Cloning breakthrough by US scientists

The possibility of using a patient’s skin to generate healthy new heart, liver or nerve cells has moved a step closer after a breakthrough by US scientists.

Using the cloning technique which produced Dolly the Sheep in 1996, researchers were able for the first time to turn human skin cells into “embryonic” stem cells, which can grow into any type of tissue in the body.

Experts claimed the work raised the prospect of “therapeutic cloning” in which patients’ own skin could be used to grow replacement cells for parts of their body damaged by illness or injury.

Stem cell therapies could benefit patients with a wide range of conditions including Parkinson’s disease, multiple sclerosis, cardiac disease and spinal cord injuries, researchers said.

The breakthrough is also likely to provoke an ethical debate about “reproductive cloning”, because the method could in theory form the foundation for any future attempt to recreate a human.

But Dr Shoukhrat Mitalipov, who led the study, insisted that his work was focused on creating stem cells for use in medical treatments and said the findings were unlikely to lead to any attempt at human cloning by other researchers.

He said: “Our finding offers new ways of generating stem cells for patients with dysfunctional or damaged tissues and organs.

“While there is much work to be done in developing safe and effective stem cell treatments, we believe this is a significant step forward in developing the cells that could be used in regenerative medicine”.

The technique involves removing the nucleus of a skin cell, which contains a patient’s DNA, and implanting it into an egg cell which has had its original nucleus removed.

The unfertilised egg cell then begins to develop into an embryo and produce stem cells. Because they contain the patient’s genetic code, the cells could be transplanted into the patient’s body without the risk of rejection by their immune system.

Although the method had already proven successful in studies on monkeys, prior attempts to replicate it in humans had failed because our egg cells are more fragile.
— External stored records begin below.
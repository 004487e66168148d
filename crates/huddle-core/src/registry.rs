//! Connection registry for Huddle.
//!
//! The registry is the single owner of the connection/identity mapping. All
//! lookups and delivery go through it; no other component scans connections.
//!
//! A connection is registered when the transport accepts it and stays
//! unbound until the client identifies. A user is online iff at least one
//! connection is bound to their identity; multiple simultaneous connections
//! per user (multi-device) are legal.
//!
//! Concurrency contract: `register`/`bind`/`unbind` for a given connection
//! are invoked from that connection's handler task, so they never interleave
//! for one connection. Operations on different connections are safe to run
//! concurrently; per-user transitions resolve atomically under the user
//! entry's lock. Delivery is fire-and-forget over unbounded senders, so a
//! dead receiver never blocks or fails delivery to others.

use crate::error::CoreError;
use dashmap::{DashMap, DashSet};
use huddle_protocol::{ServerEvent, UserId};
use std::time::Instant;
use tokio::sync::mpsc;
use tracing::{debug, trace};

/// Opaque identifier for one live transport link.
pub type ConnectionId = String;

/// Registry entry for one live connection.
struct ConnectionEntry {
    /// Bound identity, `None` until the client identifies.
    user: Option<UserId>,
    /// Outbound event queue consumed by the connection's handler task.
    sender: mpsc::UnboundedSender<ServerEvent>,
    /// When the transport was accepted.
    connected_at: Instant,
}

/// Outcome of a successful [`Registry::bind`].
#[derive(Debug, Clone, PartialEq, Eq)]
pub struct BindOutcome {
    /// The user had no prior connections and just came online.
    pub came_online: bool,
    /// Set when the connection was previously bound to a different
    /// identity, which was released first.
    pub released: Option<UnbindOutcome>,
}

/// Outcome of releasing a bound connection.
#[derive(Debug, Clone, PartialEq, Eq)]
pub struct UnbindOutcome {
    /// The identity the connection was bound to.
    pub user: UserId,
    /// This was the user's last connection; they are now offline.
    pub went_offline: bool,
}

/// The connection registry.
#[derive(Default)]
pub struct Registry {
    /// Live connections indexed by connection id.
    connections: DashMap<ConnectionId, ConnectionEntry>,
    /// Bound connections per user identity.
    users: DashMap<UserId, DashSet<ConnectionId>>,
}

impl Registry {
    /// Create an empty registry.
    #[must_use]
    pub fn new() -> Self {
        Self::default()
    }

    /// Register a freshly accepted, unbound connection.
    pub fn register(
        &self,
        connection_id: impl Into<ConnectionId>,
        sender: mpsc::UnboundedSender<ServerEvent>,
    ) {
        let connection_id = connection_id.into();
        debug!(connection = %connection_id, "Connection registered");
        self.connections.insert(
            connection_id,
            ConnectionEntry {
                user: None,
                sender,
                connected_at: Instant::now(),
            },
        );
    }

    /// Bind a connection to a verified user identity.
    ///
    /// Idempotent: rebinding to the same identity reports no transition.
    /// Binding to a different identity releases the previous one first.
    ///
    /// # Errors
    ///
    /// Returns [`CoreError::AuthRequired`] if the connection is not
    /// registered, i.e. no transport link exists that an identity could have
    /// been verified for.
    pub fn bind(&self, connection_id: &str, user_id: UserId) -> Result<BindOutcome, CoreError> {
        let previous = {
            let mut entry = self
                .connections
                .get_mut(connection_id)
                .ok_or(CoreError::AuthRequired)?;
            entry.user.replace(user_id)
        };

        if previous == Some(user_id) {
            return Ok(BindOutcome {
                came_online: false,
                released: None,
            });
        }

        let released = previous.map(|old| UnbindOutcome {
            user: old,
            went_offline: self.detach(old, connection_id),
        });

        let came_online = self.attach(user_id, connection_id);
        debug!(connection = %connection_id, user = user_id, came_online, "Connection bound");

        Ok(BindOutcome {
            came_online,
            released,
        })
    }

    /// Remove a connection, releasing its identity binding if any.
    ///
    /// No-op on an unknown connection (double-close safe). Returns `None`
    /// when the connection was absent or never bound.
    pub fn unbind(&self, connection_id: &str) -> Option<UnbindOutcome> {
        let (_, entry) = self.connections.remove(connection_id)?;
        debug!(
            connection = %connection_id,
            lifetime_ms = entry.connected_at.elapsed().as_millis() as u64,
            "Connection removed"
        );

        let user = entry.user?;
        let went_offline = self.detach(user, connection_id);

        Some(UnbindOutcome { user, went_offline })
    }

    /// Identity bound to a connection, if any.
    #[must_use]
    pub fn identity_of(&self, connection_id: &str) -> Option<UserId> {
        self.connections.get(connection_id).and_then(|e| e.user)
    }

    /// Whether a user has at least one bound connection.
    #[must_use]
    pub fn is_online(&self, user_id: UserId) -> bool {
        self.users.get(&user_id).is_some_and(|s| !s.is_empty())
    }

    /// Connection ids bound to a user; empty if offline or unknown.
    #[must_use]
    pub fn connections_of(&self, user_id: UserId) -> Vec<ConnectionId> {
        self.users
            .get(&user_id)
            .map(|s| s.iter().map(|c| c.clone()).collect())
            .unwrap_or_default()
    }

    /// All user identities with at least one bound connection.
    #[must_use]
    pub fn online_users(&self) -> Vec<UserId> {
        self.users
            .iter()
            .filter(|e| !e.value().is_empty())
            .map(|e| *e.key())
            .collect()
    }

    /// Number of live connections, bound or not.
    #[must_use]
    pub fn connection_count(&self) -> usize {
        self.connections.len()
    }

    /// Deliver an event to a single connection.
    ///
    /// Returns `false` if the connection is gone or its receiver dropped.
    pub fn send_to_connection(&self, connection_id: &str, event: ServerEvent) -> bool {
        match self.connections.get(connection_id) {
            Some(entry) => entry.sender.send(event).is_ok(),
            None => false,
        }
    }

    /// Deliver an event to every connection bound to a user.
    ///
    /// Returns the number of connections the event was queued for; 0 if the
    /// user is offline or unknown.
    pub fn send_to_user(&self, user_id: UserId, event: &ServerEvent) -> usize {
        let connection_ids = self.connections_of(user_id);

        let mut delivered = 0;
        for connection_id in connection_ids {
            if self.send_to_connection(&connection_id, event.clone()) {
                delivered += 1;
            }
        }

        trace!(user = user_id, delivered, "Delivered to user connections");
        delivered
    }

    /// Deliver an event to every registered connection.
    pub fn broadcast(&self, event: &ServerEvent) -> usize {
        let mut delivered = 0;
        for entry in self.connections.iter() {
            if entry.sender.send(event.clone()).is_ok() {
                delivered += 1;
            }
        }
        delivered
    }

    /// Add a connection to a user's set; reports the offline->online edge.
    fn attach(&self, user_id: UserId, connection_id: &str) -> bool {
        let set = self.users.entry(user_id).or_default();
        let was_empty = set.is_empty();
        set.insert(connection_id.to_string());
        was_empty
    }

    /// Remove a connection from a user's set; reports the online->offline
    /// edge. The empty set is dropped under its entry lock, so concurrent
    /// unbinds observe at most one offline transition.
    fn detach(&self, user_id: UserId, connection_id: &str) -> bool {
        if let Some(set) = self.users.get(&user_id) {
            set.remove(connection_id);
        }
        self.users.remove_if(&user_id, |_, set| set.is_empty()).is_some()
    }
}

#[cfg(test)]
mod tests {
    use super::*;

    fn conn(registry: &Registry, id: &str) -> mpsc::UnboundedReceiver<ServerEvent> {
        let (tx, rx) = mpsc::unbounded_channel();
        registry.register(id, tx);
        rx
    }

    #[test]
    fn test_bind_unbind_transitions() {
        let registry = Registry::new();
        let _rx = conn(&registry, "c1");

        let outcome = registry.bind("c1", 1).unwrap();
        assert!(outcome.came_online);
        assert!(registry.is_online(1));
        assert_eq!(registry.identity_of("c1"), Some(1));

        let outcome = registry.unbind("c1").unwrap();
        assert_eq!(outcome.user, 1);
        assert!(outcome.went_offline);
        assert!(!registry.is_online(1));
    }

    #[test]
    fn test_bind_is_idempotent() {
        let registry = Registry::new();
        let _rx = conn(&registry, "c1");

        assert!(registry.bind("c1", 1).unwrap().came_online);
        let again = registry.bind("c1", 1).unwrap();
        assert!(!again.came_online);
        assert!(again.released.is_none());
        assert_eq!(registry.connections_of(1).len(), 1);
    }

    #[test]
    fn test_bind_requires_registered_connection() {
        let registry = Registry::new();
        assert!(matches!(
            registry.bind("ghost", 1),
            Err(CoreError::AuthRequired)
        ));
    }

    #[test]
    fn test_multi_device_stays_online() {
        let registry = Registry::new();
        let _rx1 = conn(&registry, "phone");
        let _rx2 = conn(&registry, "laptop");

        assert!(registry.bind("phone", 1).unwrap().came_online);
        assert!(!registry.bind("laptop", 1).unwrap().came_online);
        assert_eq!(registry.connections_of(1).len(), 2);

        // First device closing does not take the user offline.
        assert!(!registry.unbind("phone").unwrap().went_offline);
        assert!(registry.is_online(1));

        assert!(registry.unbind("laptop").unwrap().went_offline);
        assert!(!registry.is_online(1));
    }

    #[test]
    fn test_unbind_unknown_is_noop() {
        let registry = Registry::new();
        assert!(registry.unbind("never-seen").is_none());

        // Unbound connection closing reports no identity transition.
        let _rx = conn(&registry, "c1");
        assert!(registry.unbind("c1").is_none());
        // Double close.
        assert!(registry.unbind("c1").is_none());
    }

    #[test]
    fn test_rebind_releases_previous_identity() {
        let registry = Registry::new();
        let _rx = conn(&registry, "c1");

        registry.bind("c1", 1).unwrap();
        let outcome = registry.bind("c1", 2).unwrap();

        assert!(outcome.came_online);
        let released = outcome.released.unwrap();
        assert_eq!(released.user, 1);
        assert!(released.went_offline);
        assert!(!registry.is_online(1));
        assert!(registry.is_online(2));
    }

    #[test]
    fn test_send_to_user_reaches_all_devices() {
        let registry = Registry::new();
        let mut rx1 = conn(&registry, "phone");
        let mut rx2 = conn(&registry, "laptop");
        let mut rx3 = conn(&registry, "other");

        registry.bind("phone", 1).unwrap();
        registry.bind("laptop", 1).unwrap();
        registry.bind("other", 2).unwrap();

        let delivered = registry.send_to_user(1, &ServerEvent::presence_delta(1, true));
        assert_eq!(delivered, 2);
        assert!(rx1.try_recv().is_ok());
        assert!(rx2.try_recv().is_ok());
        assert!(rx3.try_recv().is_err());

        assert_eq!(registry.send_to_user(99, &ServerEvent::presence_delta(1, true)), 0);
    }

    #[test]
    fn test_broadcast_includes_unbound_connections() {
        let registry = Registry::new();
        let mut rx1 = conn(&registry, "bound");
        let mut rx2 = conn(&registry, "anonymous");
        registry.bind("bound", 1).unwrap();

        let delivered = registry.broadcast(&ServerEvent::presence_snapshot(vec![1]));
        assert_eq!(delivered, 2);
        assert!(rx1.try_recv().is_ok());
        assert!(rx2.try_recv().is_ok());
    }

    #[test]
    fn test_dead_receiver_does_not_fail_others() {
        let registry = Registry::new();
        let rx1 = conn(&registry, "dead");
        let mut rx2 = conn(&registry, "alive");
        registry.bind("dead", 1).unwrap();
        registry.bind("alive", 1).unwrap();
        drop(rx1);

        let delivered = registry.send_to_user(1, &ServerEvent::presence_delta(1, true));
        assert_eq!(delivered, 1);
        assert!(rx2.try_recv().is_ok());
    }
}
In the new study published in the Cell journal, researchers identified techniques for avoiding problems with the development of the egg, including the use of caffeine to prevent the egg from “activating” too early.

They demonstrated that their method could generate heart, liver and nerve cells from high-quality egg cells.

The technique is seen by researchers in the field as more ethically viable than previous cloning methods because it does not involve the use of fertilised embryos.

Japanese researchers have previously pioneered another system of reprogramming human skin cells to a stem cell state using chemicals, but there are fears it could lead to harmful mutations.

Dr Paul De Sousa of the Centre for Reproductive Medicine at Edinburgh University said the development “will likely stir renewed interest in research and applications that had become discounted as impractical”.

Dr David King, of Human Genetics Alert, claimed the “irresponsible” project had created “the baby that would-be human cloners have been waiting for: a method for reliably creating cloned human embryos”.

But Professor Robin Lovell-Badge, head of developmental genetics at the National Institute for Medical Research, said the new work “at last brings the topic of therapeutic cloning in humans back into the realm of good science rather than controversy”.

He added that the work should not lead to fears about reproductive cloning.

“Many years of experience with reproductive cloning in animals tells us that the vast majority of cloned embryos fail at some point during gestation, most early after implantation, but all the way up to birth and beyond,” he said.

“It is an unsafe procedure in animals and it will similarly be an unsafe procedure in humans. For this reason alone it should not be attempted.”